▸ GOAL OF THE EXERCISE
Tally every line of the listing below that holds "PaymentHash", then give the tally alone.
== Segment start ==
impl Message {
    /// BOLT #1 message type
    pub fn message_type(&self) -> u16 {
        match self {
            Message::Stfu(_) => 2,
            Message::Shutdown(_) => 38,
            Message::ClosingSigned(_) => 39,
            Message::UpdateAddHtlc(_) => 128,
            Message::UpdateFulfillHtlc(_) => 130,
            Message::UpdateFailHtlc(_) => 131,
            Message::CommitmentSigned(_) => 132,
            Message::RevokeAndAck(_) => 133,
            Message::UpdateFee(_) => 134,
            Message::UpdateFailMalformedHtlc(_) => 135,
            Message::ChannelReestablish(_) => 136,
        }
    }

    /// The channel this message belongs to
    pub fn channel_id(&self) -> &ChannelId {
        match self {
            Message::Stfu(m) => &m.channel_id,
            Message::Shutdown(m) => &m.channel_id,
            Message::ClosingSigned(m) => &m.channel_id,
            Message::UpdateAddHtlc(m) => &m.channel_id,
            Message::UpdateFulfillHtlc(m) => &m.channel_id,
            Message::UpdateFailHtlc(m) => &m.channel_id,
            Message::CommitmentSigned(m) => &m.channel_id,
            Message::RevokeAndAck(m) => &m.channel_id,
            Message::UpdateFee(m) => &m.channel_id,
            Message::UpdateFailMalformedHtlc(m) => &m.channel_id,
            Message::ChannelReestablish(m) => &m.channel_id,
        }
    }

    /// Serialize with the type prefix
    pub fn encode(&self) -> Vec<u8> {
        let mut buf = Vec::new();
        put_u16(&mut buf, self.message_type());
        match self {
            Message::Stfu(m) => {
                buf.extend_from_slice(&m.channel_id.0);
                buf.push(m.initiator);
            }
            Message::Shutdown(m) => {
                buf.extend_from_slice(&m.channel_id.0);
                put_octets(&mut buf, &m.scriptpubkey);
            }
            Message::ClosingSigned(m) => {
                buf.extend_from_slice(&m.channel_id.0);
                put_u64(&mut buf, m.fee_satoshis);
                buf.extend_from_slice(&m.signature.0);
            }
            Message::UpdateAddHtlc(m) => {
                debug_assert_eq!(m.onion_routing_packet.len(), ONION_PACKET_LEN);
                buf.extend_from_slice(&m.channel_id.0);
                put_u64(&mut buf, m.htlc_id);
                put_u64(&mut buf, m.amount_msat);
                buf.extend_from_slice(&m.payment_hash.0);
                put_u32(&mut buf, m.cltv_expiry);
                buf.extend_from_slice(&m.onion_routing_packet);
            }
            Message::UpdateFulfillHtlc(m) => {
                buf.extend_from_slice(&m.channel_id.0);
                put_u64(&mut buf, m.htlc_id);
                buf.extend_from_slice(&m.payment_preimage.0);
            }
            Message::UpdateFailHtlc(m) => {
                buf.extend_from_slice(&m.channel_id.0);
                put_u64(&mut buf, m.htlc_id);
                put_octets(&mut buf, &m.reason);
            }
            Message::CommitmentSigned(m) => {
                buf.extend_from_slice(&m.channel_id.0);
                buf.extend_from_slice(&m.signature.0);
                put_u16(&mut buf, m.htlc_signatures.len() as u16);
                for sig in m.htlc_signatures.iter() {
                    buf.extend_from_slice(&sig.0);
                }
            }
            Message::RevokeAndAck(m) => {
                buf.extend_from_slice(&m.channel_id.0);
                buf.extend_from_slice(&m.per_commitment_secret);
                buf.extend_from_slice(&m.next_per_commitment_point.0);
            }
            Message::UpdateFee(m) => {
                buf.extend_from_slice(&m.channel_id.0);
                put_u32(&mut buf, m.feerate_per_kw);
            }
            Message::UpdateFailMalformedHtlc(m) => {
                buf.extend_from_slice(&m.channel_id.0);
                put_u64(&mut buf, m.htlc_id);
                buf.extend_from_slice(&m.sha256_of_onion);
                put_u16(&mut buf, m.failure_code);
            }
            Message::ChannelReestablish(m) => {
                buf.extend_from_slice(&m.channel_id.0);
                put_u64(&mut buf, m.next_commitment_number);
                put_u64(&mut buf, m.next_revocation_number);
                buf.extend_from_slice(&m.your_last_per_commitment_secret);
                buf.extend_from_slice(&m.my_current_per_commitment_point.0);
            }
        }
        buf
    }

    /// Deserialize a type-prefixed message, rejecting trailing bytes
    pub fn decode(buf: &[u8]) -> Result<Message> {
        if buf.len() > MAX_MESSAGE_SIZE {
            return Err(Error::MessageTooLarge);
        }
        let mut r = Reader::new(buf);
        let message_type = r.read_u16()?;
        let msg = match message_type {
            2 => Message::Stfu(Stfu {
                channel_id: ChannelId::new(r.read_array()?),
                initiator: r.read_u8()?,
            }),
            38 => Message::Shutdown(Shutdown {
                channel_id: ChannelId::new(r.read_array()?),
                scriptpubkey: r.read_octets()?,
            }),
            39 => Message::ClosingSigned(ClosingSigned {
                channel_id: ChannelId::new(r.read_array()?),
                fee_satoshis: r.read_u64()?,
                signature: Signature(r.read_array()?),
            }),
            128 => Message::UpdateAddHtlc(UpdateAddHtlc {
                channel_id: ChannelId::new(r.read_array()?),
                htlc_id: r.read_u64()?,
                amount_msat: r.read_u64()?,
                payment_hash: PaymentHash(r.read_array()?),
                cltv_expiry: r.read_u32()?,
                onion_routing_packet: r.read_bytes(ONION_PACKET_LEN)?.to_vec(),
            }),
            130 => Message::UpdateFulfillHtlc(UpdateFulfillHtlc {
                channel_id: ChannelId::new(r.read_array()?),
                htlc_id: r.read_u64()?,
                payment_preimage: PaymentPreimage(r.read_array()?),
            }),
            131 => Message::UpdateFailHtlc(UpdateFailHtlc {
                channel_id: ChannelId::new(r.read_array()?),
                htlc_id: r.read_u64()?,
                reason: r.read_octets()?,
            }),
            132 => {
                let channel_id = ChannelId::new(r.read_array()?);
                let signature = Signature(r.read_array()?);
                let num_htlcs = r.read_u16()? as usize;
                let mut htlc_signatures = Vec::with_capacity(num_htlcs);
                for _ in 0..num_htlcs {
                    htlc_signatures.push(Signature(r.read_array()?));
                }
                Message::CommitmentSigned(CommitmentSigned {
                    channel_id,
                    signature,
                    htlc_signatures,
                })
            }
            133 => Message::RevokeAndAck(RevokeAndAck {
                channel_id: ChannelId::new(r.read_array()?),
                per_commitment_secret: r.read_array()?,
                next_per_commitment_point: PubKey(r.read_array()?),
            }),
            134 => Message::UpdateFee(UpdateFee {
                channel_id: ChannelId::new(r.read_array()?),
                feerate_per_kw: r.read_u32()?,
            }),
            135 => Message::UpdateFailMalformedHtlc(UpdateFailMalformedHtlc {
                channel_id: ChannelId::new(r.read_array()?),
                htlc_id: r.read_u64()?,
                sha256_of_onion: r.read_array()?,
                failure_code: r.read_u16()?,
            }),
            136 => Message::ChannelReestablish(ChannelReestablish {
                channel_id: ChannelId::new(r.read_array()?),
                next_commitment_number: r.read_u64()?,
                next_revocation_number: r.read_u64()?,
                your_last_per_commitment_secret: r.read_array()?,
                my_current_per_commitment_point: PubKey(r.read_array()?),
            }),
            t => return Err(Error::UnknownType(t)),
        };
        if r.remaining() != 0 {
            return Err(Error::TrailingBytes(message_type));
        }
        Ok(msg)
    }
}

#[cfg(test)]
mod tests {
    use super::*;

    fn chan() -> ChannelId {
        ChannelId::new([0x11; 32])
    }

    #[test]
    fn update_add_htlc_layout_test() {
        let msg = Message::UpdateAddHtlc(UpdateAddHtlc {
            channel_id: chan(),
            htlc_id: 7,
            amount_msat: 10_000,
            payment_hash: PaymentHash([0x22; 32]),
            cltv_expiry: 500_000,
            onion_routing_packet: vec![0x33; ONION_PACKET_LEN],
        });
        let buf = msg.encode();
        // type + channel_id + htlc_id + amount + hash + expiry + onion
        assert_eq!(buf.len(), 2 + 32 + 8 + 8 + 32 + 4 + ONION_PACKET_LEN);
        assert_eq!(&buf[0..2], &[0x00, 0x80]); // type 128
        assert_eq!(&buf[2..34], &[0x11; 32]);
        assert_eq!(&buf[34..42], &7u64.to_be_bytes());
        assert_eq!(&buf[42..50], &10_000u64.to_be_bytes());
        assert_eq!(&buf[50..82], &[0x22; 32]);
        assert_eq!(&buf[82..86], &500_000u32.to_be_bytes());
        assert_eq!(Message::decode(&buf).unwrap(), msg);
    }

    #[test]
    fn fulfill_layout_test() {
        let msg = Message::UpdateFulfillHtlc(UpdateFulfillHtlc {
            channel_id: chan(),
            htlc_id: 1,
            payment_preimage: PaymentPreimage([0x44; 32]),
        });
        let buf = msg.encode();
        assert_eq!(buf.len(), 2 + 32 + 8 + 32);
        assert_eq!(&buf[0..2], &[0x00, 0x82]); // type 130
        assert_eq!(Message::decode(&buf).unwrap(), msg);
    }

    #[test]
    fn fail_reason_length_prefix_test() {
        let msg = Message::UpdateFailHtlc(UpdateFailHtlc {
            channel_id: chan(),
            htlc_id: 3,
            reason: vec![0xab; 292],
        });
        let buf = msg.encode();
        assert_eq!(&buf[42..44], &292u16.to_be_bytes());
        assert_eq!(Message::decode(&buf).unwrap(), msg);
    }

    #[test]
    fn commitment_signed_htlc_sigs_test() {
        let msg = Message::CommitmentSigned(CommitmentSigned {
            channel_id: chan(),
            signature: Signature([0x55; 64]),
            htlc_signatures: vec![Signature([0x66; 64]), Signature([0x77; 64])],
        });
        let buf = msg.encode();
        assert_eq!(buf.len(), 2 + 32 + 64 + 2 + 2 * 64);
        assert_eq!(Message::decode(&buf).unwrap(), msg);
    }

    #[test]
    fn reestablish_roundtrip_test() {
        let msg = Message::ChannelReestablish(ChannelReestablish {
            channel_id: chan(),
            next_commitment_number: 42,
            next_revocation_number: 41,
            your_last_per_commitment_secret: [9; 32],
            my_current_per_commitment_point: PubKey([2; 33]),
        });
        assert_eq!(Message::decode(&msg.encode()).unwrap(), msg);
    }

    #[test]
    fn unknown_type_test() {
        let buf = [0x00u8, 0x01, 0x00];
        assert_eq!(Message::decode(&buf), Err(Error::UnknownType(1)));
    }

    #[test]
    fn trailing_bytes_test() {
        let mut buf = Message::UpdateFee(UpdateFee { channel_id: chan(), feerate_per_kw: 253 })
            .encode();
        buf.push(0);
        assert_eq!(Message::decode(&buf), Err(Error::TrailingBytes(134)));
    }

    #[test]
    fn short_read_test() {
        let buf = Message::UpdateFee(UpdateFee { channel_id: chan(), feerate_per_kw: 253 })
            .encode();
        assert_eq!(Message::decode(&buf[..20]), Err(Error::ShortRead));
    }
}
== Segment end ==
▸ REPLY
2